Lotada, la belle Moça Bonita se pare de nostalgie lors de la fête du Bangu face au Flamengo, une soirée en l’honneur de Garrincha.
La victoire du Bangu face au Flamengo, après 23 ans d’attente, a débuté sous les rythmes de samba.
Sur les pavés de la rue, les spectateurs s’installaient, leur chien paressant à l’entrée, avec les couleurs du Bangu se mêlant au rouge et noir des bus de Flamengo. L’ambiance nostalgique de Moça Bonita rappelait des souvenirs d’un autre temps. Plus de deux décennies plus tard, le prestigieux club de la Gávea a fait le déplacement jusqu’à ce quartier traditionnel de la Zone Ouest, mais a subi la même défaite qu’en 2002 : 2 à 1 pour le Bangu.

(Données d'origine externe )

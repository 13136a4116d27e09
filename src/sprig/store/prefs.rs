//! Profile and theme persistence.
//!
//! Both live next to the plant list in the same backend but under their own
//! keys, so they are read and written independently of it.

use super::{StorageBackend, PROFILE_KEY, THEME_KEY};
use crate::error::{Result, SprigError};
use crate::model::UserProfile;
use crate::themes::ThemeId;

pub fn load_profile<B: StorageBackend>(backend: &B) -> Result<UserProfile> {
    match backend.load(PROFILE_KEY)? {
        Some(blob) if !blob.trim().is_empty() => {
            serde_json::from_str(&blob).map_err(SprigError::Serialization)
        }
        _ => Ok(UserProfile::default()),
    }
}

pub fn save_profile<B: StorageBackend>(backend: &B, profile: &UserProfile) -> Result<()> {
    let blob = serde_json::to_string(profile).map_err(SprigError::Serialization)?;
    backend.save(PROFILE_KEY, &blob)
}

/// Returns the stored theme. Anything unrecognised falls back to the default.
pub fn load_theme<B: StorageBackend>(backend: &B) -> Result<ThemeId> {
    let theme = backend
        .load(THEME_KEY)?
        .and_then(|raw| raw.parse::<ThemeId>().ok())
        .unwrap_or_default();
    Ok(theme)
}

pub fn save_theme<B: StorageBackend>(backend: &B, theme: ThemeId) -> Result<()> {
    backend.save(THEME_KEY, theme.as_str())
}

#[cfg(test)]
mod tests {
    use super::*;
    use crate::store::mem_backend::MemBackend;

    #[test]
    fn missing_profile_is_empty() {
        let backend = MemBackend::new();
        assert_eq!(load_profile(&backend).unwrap(), UserProfile::default());
    }

    #[test]
    fn profile_round_trip() {
        let backend = MemBackend::new();
        let profile = UserProfile {
            name: "Rūta".into(),
            email: "ruta@example.com".into(),
            bio: Some("Mostly ferns".into()),
            ..UserProfile::default()
        };
        save_profile(&backend, &profile).unwrap();
        assert_eq!(load_profile(&backend).unwrap(), profile);
    }

    #[test]
    fn partial_profile_blob_fills_defaults() {
        let backend = MemBackend::with_blob(PROFILE_KEY, r#"{"name":"Jonas"}"#);
        let profile = load_profile(&backend).unwrap();
        assert_eq!(profile.name, "Jonas");
        assert!(profile.email.is_empty());
        assert!(profile.avatar.is_none());
    }

    #[test]
    fn unknown_theme_falls_back_to_default() {
        let backend = MemBackend::with_blob(THEME_KEY, "neon");
        assert_eq!(load_theme(&backend).unwrap(), ThemeId::Green);
    }

    #[test]
    fn theme_is_stored_as_bare_string() {
        let backend = MemBackend::new();
        save_theme(&backend, ThemeId::Warm).unwrap();
        assert_eq!(backend.raw(THEME_KEY).as_deref(), Some("warm"));
        assert_eq!(load_theme(&backend).unwrap(), ThemeId::Warm);
    }
}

Le stade Proletário Guilherme da Silveira, transformé pour l’occasion, a accueilli plus de sept mille spectateurs. À l’intérieur, des vendeurs de douceurs et de savoureuses empadas étaient présents, tandis que le traditionnel tableau d’affichage à main a cédé sa place à un écran géant et à des loges modernes. Pour le confort des invités du Flamengo, des fauteuils rembourrés, des coussins et des canapés leur étaient proposés, offrant une ambiance conviviale après des années d’absence sur ces lieux.

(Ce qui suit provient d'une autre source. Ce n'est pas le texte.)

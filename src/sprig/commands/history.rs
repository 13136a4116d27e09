use crate::commands::CmdResult;
use crate::error::Result;
use crate::history::history_feed;
use crate::store::plant_store::PlantStore;
use crate::store::StorageBackend;

pub fn run<B: StorageBackend>(store: &PlantStore<B>, limit: Option<usize>) -> Result<CmdResult> {
    let mut feed = history_feed(&store.list()?);
    if let Some(limit) = limit {
        feed.truncate(limit);
    }
    Ok(CmdResult::default().with_history(feed))
}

Le match a été une célébration pour PK qui a ouvert le score, et pour Garrinsha, l’attaquant haïtien, applaudi pour son superbe but. La foule scandait « C’est Haïti ! » dans les gradins. Malgré une chaleur accablante, une petite pluie a parfois été rafraîchissante, bien que le véritable confort se trouvait dans les loges climatisées. David Brazil, animateur et influenceur célèbre, a même quitté la clim pour encourager Bangu depuis les sièges populaires.

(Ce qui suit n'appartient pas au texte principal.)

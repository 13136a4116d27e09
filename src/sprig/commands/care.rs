use crate::commands::helpers::resolve_ids;
use crate::commands::{CmdMessage, CmdResult, PlantSelector};
use crate::error::Result;
use crate::model::{CareAction, Plant};
use crate::schedule::days_until;
use crate::store::plant_store::PlantStore;
use crate::store::StorageBackend;
use chrono::{DateTime, Utc};

/// Records `action` for every selected plant at `now`.
pub fn run<B: StorageBackend>(
    store: &mut PlantStore<B>,
    selectors: &[PlantSelector],
    action: CareAction,
    now: DateTime<Utc>,
) -> Result<CmdResult> {
    let ids = resolve_ids(store, selectors)?;
    let mut result = CmdResult::default();

    for applied in store.record_care_many(&ids, action, now)? {
        result.add_message(CmdMessage::success(describe(&applied.plant, action, now)));
        result.affected_plants.push(applied.plant);
    }

    Ok(result)
}

fn describe(plant: &Plant, action: CareAction, now: DateTime<Utc>) -> String {
    let next = match action {
        CareAction::Water => plant.next_watering,
        CareAction::Fertilize => plant.next_fertilizing,
        CareAction::Repot => None,
    };
    let verb = match action {
        CareAction::Water => "Watered",
        CareAction::Fertilize => "Fertilized",
        CareAction::Repot => "Repotted",
    };
    match next {
        Some(due) => format!(
            "{} {}, next {} in {} days ({})",
            verb,
            plant.name,
            action,
            days_until(due, now),
            due.format("%Y-%m-%d")
        ),
        None => format!("{} {}", verb, plant.name),
    }
}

La soirée à Moça Bonita, réinventée et embellie, a attiré des personnalités de la politique et du spectacle, comme le chanteur Paulinho Mocidade et l’ancien joueur Macula. Un hommage a été rendu à Arthurzinho, une figure emblématique du club.
Le Bangu, relégué en deuxième division l’an passé, est revenu sur le devant de la scène en remportant le Carioca A2 en septembre. La direction, entre les mains de Jorge Varela et de sa nièce Luciana Lopes, apporte un souffle nouveau sur l’équipe avec des changements stratégiques.